Das Dorf liegt in der ausgedehnten Tallandschaft der Rodach am Leßbach. Es bildet mit Reinertshaus und Hummendorf im Osten eine geschlossene Siedlung. Die Kreisstraße KC 13 führt nach Küps zur Bundesstraße 173 (1,6 km südwestlich) bzw. nach Hummendorf zur Kreisstraße KC 5 (1 km nordöstlich). Ein Anliegerweg führt zur Krienesschneidmühle (0,7 km westlich).[6] Am Ort verläuft der Fränkische Marienweg vorbei.

Geschichte

Die erste urkundliche Nennung des Ortes war indirekt im Jahr 1290, als Syfrid de Owe in einer Urkunde den Verkauf von fünf Gütern bei Geutenreuth durch Erkenbert und Irmengard von Kunstadt an das Kloster Langheim bezeugte.[7]

Gegen Ende des 18. Jahrhunderts bildete Au mit Krienes- und Ziegelschneidmühle eine Realgemeinde bestehend aus 23 Anwesen und einem Gemeindehirtenhaus. Das Hochgericht übte das Rittergut Küps im begrenzten Umfang aus, sie hatten ggf. an das bambergische Centamt Weismain auszuliefern. Die Dorf- und Gemeindeherrschaft hatte das Rittergut Küps. Grundherren waren

Infolge des Reichsdeputationshauptschlusses ging Au 1803 in den Besitz des Kurfürstentums Bayern über. Mit dem Gemeindeedikt wurde Au dem 1808 gebildeten Steuerdistrikt Küps zugewiesen. Infolge des Zweiten Gemeindeedikts (1818) entstand die Ruralgemeinde Au, zu der Krienesschneidmühle, Reinertshaus und Ziegelschneidmühle gehörten. Sie war in Verwaltung und Gerichtsbarkeit dem Landgericht Kronach zugeordnet und in der Finanzverwaltung dem Rentamt Kronach (1919 in Finanzamt Kronach umbenannt). In der freiwilligen Gerichtsbarkeit unterstanden die Anwesen dem Patrimonialgericht Küps (bis 1848) bzw. dem PG Oberlangenstadt (bis 1837). Ab 1862 gehörte Au zum Bezirksamt Kronach (1939 in Landkreis Kronach umbenannt). Die Gerichtsbarkeit blieb beim Landgericht Kronach (1879 in das Amtsgericht Kronach umgewandelt).[9] Die Gemeinde hatte eine Fläche von 1,282 km².[1]

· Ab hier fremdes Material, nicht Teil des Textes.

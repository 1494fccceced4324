use crate::{
    core::{body::Body, types::Aabb},
    utils::allocator::{Arena, BodyId},
};

/// Brute-force pair finder over precomputed bounding boxes.
///
/// Every unordered pair of collision-enabled live bodies is tested once; there
/// is no spatial index.
#[derive(Debug, Default, Clone)]
pub struct BroadPhase {
    proxies: Vec<(BodyId, Aabb)>,
}

impl BroadPhase {
    pub fn new() -> Self {
        Self::default()
    }

    /// Refreshes the cached boxes from the current body state.
    pub fn update(&mut self, bodies: &Arena<Body>) {
        self.proxies.clear();
        self.proxies.extend(
            bodies
                .iter()
                .filter(|(_, body)| body.resolve_collisions && !body.is_destroyed())
                .map(|(id, body)| (id, body.aabb())),
        );
    }

    /// Pairs whose boxes overlap, in slot order.
    pub fn overlapping_pairs(&self) -> Vec<(BodyId, BodyId)> {
        let mut pairs = Vec::new();
        for (i, (id_a, box_a)) in self.proxies.iter().enumerate() {
            for (id_b, box_b) in &self.proxies[i + 1..] {
                if box_a.overlaps(box_b) {
                    pairs.push((*id_a, *id_b));
                }
            }
        }
        pairs
    }

    pub fn proxy_count(&self) -> usize {
        self.proxies.len()
    }
}

#[cfg(test)]
mod tests {
    use super::*;
    use crate::{
        config::WorldConfig,
        core::factory::{BodyBlueprint, BodyParams, NameGenerator},
    };
    use glam::DVec2;

    fn arena_with(positions: &[(f64, f64)], radius: f64) -> (Arena<Body>, Vec<BodyId>) {
        let mut names = NameGenerator::new();
        let config = WorldConfig::default();
        let mut arena = Arena::new();
        let ids = positions
            .iter()
            .map(|(x, y)| {
                let body = BodyBlueprint::moon(radius, None, BodyParams::at(DVec2::new(*x, *y)))
                    .build(&mut names, &config)
                    .expect("valid moon");
                arena.insert(body)
            })
            .collect();
        (arena, ids)
    }

    #[test]
    fn only_overlapping_boxes_pair_up() {
        let (arena, ids) = arena_with(&[(0.0, 0.0), (15.0, 0.0), (100.0, 0.0)], 10.0);
        let mut broadphase = BroadPhase::new();
        broadphase.update(&arena);
        assert_eq!(broadphase.overlapping_pairs(), vec![(ids[0], ids[1])]);
        assert_eq!(broadphase.proxy_count(), 3);
    }

    #[test]
    fn non_colliding_bodies_are_skipped() {
        let (mut arena, ids) = arena_with(&[(0.0, 0.0), (5.0, 0.0)], 10.0);
        if let Some(body) = arena.get_mut(ids[1]) {
            body.resolve_collisions = false;
        }
        let mut broadphase = BroadPhase::new();
        broadphase.update(&arena);
        assert_eq!(broadphase.proxy_count(), 1);
        assert!(broadphase.overlapping_pairs().is_empty());
    }
}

Im Zuge der Gebietsreform in Bayern wurde die Gemeinde Au am 1. Januar 1976 nach Küps eingegliedert.[10]

Baudenkmäler

In der Bayerischen Denkmalliste sind vier Baudenkmäler aufgeführt:

  • Traber Straße 9: Ehemaliges Schulhaus
  • Traber Straße 30: Ehemaliges Wohnstallhaus
  • Traber Straße 32: Wohnstallbau
  • Traber Straße 40: Wohnstallbau

Einwohnerentwicklung

Gemeinde Au

Weitere Informationen Jahr, Einwohner ...
Jahr 18401852185518611867187118751880188518901895190019051910191919251933193919461950195219611970
Einwohner 196175178175200204208199185186191209225229222250251248398394363328316
Häuser[11] 34333336394555
Quelle [12][12][12][13][14][15][16][17][18][19][12][20][12][21][12][22][12][12][12][23][12][1][24]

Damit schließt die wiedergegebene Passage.